(Dataset entries)
- - - -

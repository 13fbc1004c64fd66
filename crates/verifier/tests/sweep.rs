use qdiv_arithmetic::{restoring_divider, DIVIDEND, DIVISOR};
use qdiv_circuit::{Circuit, GateKind};
use qdiv_verifier::{
    pairs,
    utils::{env::DEFAULT_CONCENTRATION_THRESHOLD, setup_logger},
    verify_pair, ExhaustiveVerifier, FailureKind, RegisterLayout, VerifierError, VerifierOpts,
};

fn divider(dividend_width: usize, divisor_width: usize) -> (Circuit, RegisterLayout) {
    let circuit = restoring_divider(dividend_width, divisor_width).unwrap();
    let layout = RegisterLayout::from_circuit(&circuit).unwrap();
    (circuit, layout)
}

fn four_bit_divider() -> (Circuit, RegisterLayout) {
    divider(4, 4)
}

fn verifier(parallel: bool) -> ExhaustiveVerifier {
    ExhaustiveVerifier::new(VerifierOpts {
        parallel,
        concentration_threshold: DEFAULT_CONCENTRATION_THRESHOLD,
    })
}

#[test]
fn four_bit_divider_passes_the_full_sweep() {
    setup_logger();
    let (circuit, layout) = four_bit_divider();
    let report = verifier(true).run(&circuit, &layout).unwrap();

    assert!(report.is_success(), "{report}");
    assert_eq!((report.dividend_width, report.divisor_width), (4, 4));
    assert_eq!(report.checked, 240);
    assert_eq!(report.checked, pairs(&layout).count());
    assert!(report.to_string().is_empty());
}

#[test]
fn four_by_two_bit_divider_passes_the_full_sweep() {
    setup_logger();
    let (circuit, layout) = divider(4, 2);
    let report = verifier(false).run(&circuit, &layout).unwrap();

    assert!(report.is_success(), "{report}");
    assert_eq!((report.dividend_width, report.divisor_width), (4, 2));
    assert_eq!(report.checked, 16 * 3);
    for (dividend, divisor) in pairs(&layout) {
        let outcome = verify_pair(&circuit, &layout, dividend, divisor).unwrap().unwrap();
        assert_eq!(outcome.quotient.value, dividend / divisor, "{dividend} // {divisor}");
        assert_eq!(outcome.remainder.value, dividend % divisor, "{dividend} % {divisor}");
    }
}

#[test]
fn every_pair_concentrates_on_the_right_answer() {
    let (circuit, layout) = four_bit_divider();
    for (dividend, divisor) in pairs(&layout) {
        let outcome = verify_pair(&circuit, &layout, dividend, divisor).unwrap().unwrap();
        assert_eq!(outcome.quotient.value, dividend / divisor, "{dividend} // {divisor}");
        assert_eq!(outcome.remainder.value, dividend % divisor, "{dividend} % {divisor}");
        assert!(outcome.concentration() > 0.999);
    }
}

#[test]
fn swapped_operands_are_caught() {
    setup_logger();
    let (divider, layout) = four_bit_divider();
    let mut circuit = Circuit::new("swapped");
    let dividend = circuit.add_register(DIVIDEND, 4).unwrap();
    let divisor = circuit.add_register(DIVISOR, 4).unwrap();
    circuit.add_register("work", divider.num_qubits() - 8).unwrap();
    for k in 0..4 {
        circuit.push(qdiv_circuit::Gate::SWAP(dividend.qubit(k), divisor.qubit(k))).unwrap();
    }
    circuit.append(&divider, &(0..divider.num_qubits()).collect::<Vec<_>>()).unwrap();
    assert_eq!(circuit.report().gate_counts[GateKind::SWAP], 4);

    let report = verifier(true).run(&circuit, &layout).unwrap();

    // Only pairs whose quotient and remainder survive the swap pass.
    let expected = pairs(&layout)
        .filter(|&(i, j)| {
            let (q, r) = if i == 0 { (15, j) } else { (j / i, j % i) };
            (q, r) != (i / j, i % j)
        })
        .count();
    assert_eq!(report.checked, 240);
    assert_eq!(report.failures.len(), expected);
    assert_eq!(report.failures_of(FailureKind::Diffuse).count(), 0);
    assert_eq!(report.to_string().lines().count(), expected);
}

#[test]
fn wrong_width_aborts_the_sweep() {
    let (_, layout) = four_bit_divider();
    let narrow = restoring_divider(2, 2).unwrap();
    let err = verifier(false).run(&narrow, &layout).unwrap_err();
    assert_eq!(err, VerifierError::DimensionMismatch { expected: 13, found: 7 });
    assert_eq!(err.to_string(), "operator acts on 7 qubits but the layout needs 13");
}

- - - -

§ **WORK ORDER**:
Copy the records word for word.

§ **TASK ANSWER**:
repository 13fbc1004c64fd66
filename crates/verifier/tests/sweep.rs
use qdiv_arithmetic::{restoring_divider, DIVIDEND, DIVISOR};
use qdiv_circuit::{Circuit, GateKind};
use qdiv_verifier::{
    pairs,
    utils::{env::DEFAULT_CONCENTRATION_THRESHOLD, setup_logger},
    verify_pair, ExhaustiveVerifier, FailureKind, RegisterLayout, VerifierError, VerifierOpts,
};

fn divider(dividend_width: usize, divisor_width: usize) -> (Circuit, RegisterLayout) {
    let circuit = restoring_divider(dividend_width, divisor_width).unwrap();
    let layout = RegisterLayout::from_circuit(&circuit).unwrap();
    (circuit, layout)
}

fn four_bit_divider() -> (Circuit, RegisterLayout) {
    divider(4, 4)
}

fn verifier(parallel: bool) -> ExhaustiveVerifier {
    ExhaustiveVerifier::new(VerifierOpts {
        parallel,
        concentration_threshold: DEFAULT_CONCENTRATION_THRESHOLD,
    })
}

#[test]
fn four_bit_divider_passes_the_full_sweep() {
    setup_logger();
    let (circuit, layout) = four_bit_divider();
    let report = verifier(true).run(&circuit, &layout).unwrap();

    assert!(report.is_success(), "{report}");
    assert_eq!((report.dividend_width, report.divisor_width), (4, 4));
    assert_eq!(report.checked, 240);
    assert_eq!(report.checked, pairs(&layout).count());
    assert!(report.to_string().is_empty());
}

#[test]
fn four_by_two_bit_divider_passes_the_full_sweep() {
    setup_logger();
    let (circuit, layout) = divider(4, 2);
    let report = verifier(false).run(&circuit, &layout).unwrap();

    assert!(report.is_success(), "{report}");
    assert_eq!((report.dividend_width, report.divisor_width), (4, 2));
    assert_eq!(report.checked, 16 * 3);
    for (dividend, divisor) in pairs(&layout) {
        let outcome = verify_pair(&circuit, &layout, dividend, divisor).unwrap().unwrap();
        assert_eq!(outcome.quotient.value, dividend / divisor, "{dividend} // {divisor}");
        assert_eq!(outcome.remainder.value, dividend % divisor, "{dividend} % {divisor}");
    }
}

#[test]
fn every_pair_concentrates_on_the_right_answer() {
    let (circuit, layout) = four_bit_divider();
    for (dividend, divisor) in pairs(&layout) {
        let outcome = verify_pair(&circuit, &layout, dividend, divisor).unwrap().unwrap();
        assert_eq!(outcome.quotient.value, dividend / divisor, "{dividend} // {divisor}");
        assert_eq!(outcome.remainder.value, dividend % divisor, "{dividend} % {divisor}");
        assert!(outcome.concentration() > 0.999);
    }
}

#[test]
fn swapped_operands_are_caught() {
    setup_logger();
    let (divider, layout) = four_bit_divider();
    let mut circuit = Circuit::new("swapped");
    let dividend = circuit.add_register(DIVIDEND, 4).unwrap();
    let divisor = circuit.add_register(DIVISOR, 4).unwrap();
    circuit.add_register("work", divider.num_qubits() - 8).unwrap();
    for k in 0..4 {
        circuit.push(qdiv_circuit::Gate::SWAP(dividend.qubit(k), divisor.qubit(k))).unwrap();
    }
    circuit.append(&divider, &(0..divider.num_qubits()).collect::<Vec<_>>()).unwrap();
    assert_eq!(circuit.report().gate_counts[GateKind::SWAP], 4);

    let report = verifier(true).run(&circuit, &layout).unwrap();

    // Only pairs whose quotient and remainder survive the swap pass.
    let expected = pairs(&layout)
        .filter(|&(i, j)| {
            let (q, r) = if i == 0 { (15, j) } else { (j / i, j % i) };
            (q, r) != (i / j, i % j)
        })
        .count();
    assert_eq!(report.checked, 240);
    assert_eq!(report.failures.len(), expected);
    assert_eq!(report.failures_of(FailureKind::Diffuse).count(), 0);
    assert_eq!(report.to_string().lines().count(), expected);
}

#[test]
fn wrong_width_aborts_the_sweep() {
    let (_, layout) = four_bit_divider();
    let narrow = restoring_divider(2, 2).unwrap();
    let err = verifier(false).run(&narrow, &layout).unwrap_err();
    assert_eq!(err, VerifierError::DimensionMismatch { expected: 13, found: 7 });
    assert_eq!(err.to_string(), "operator acts on 7 qubits but the layout needs 13");
}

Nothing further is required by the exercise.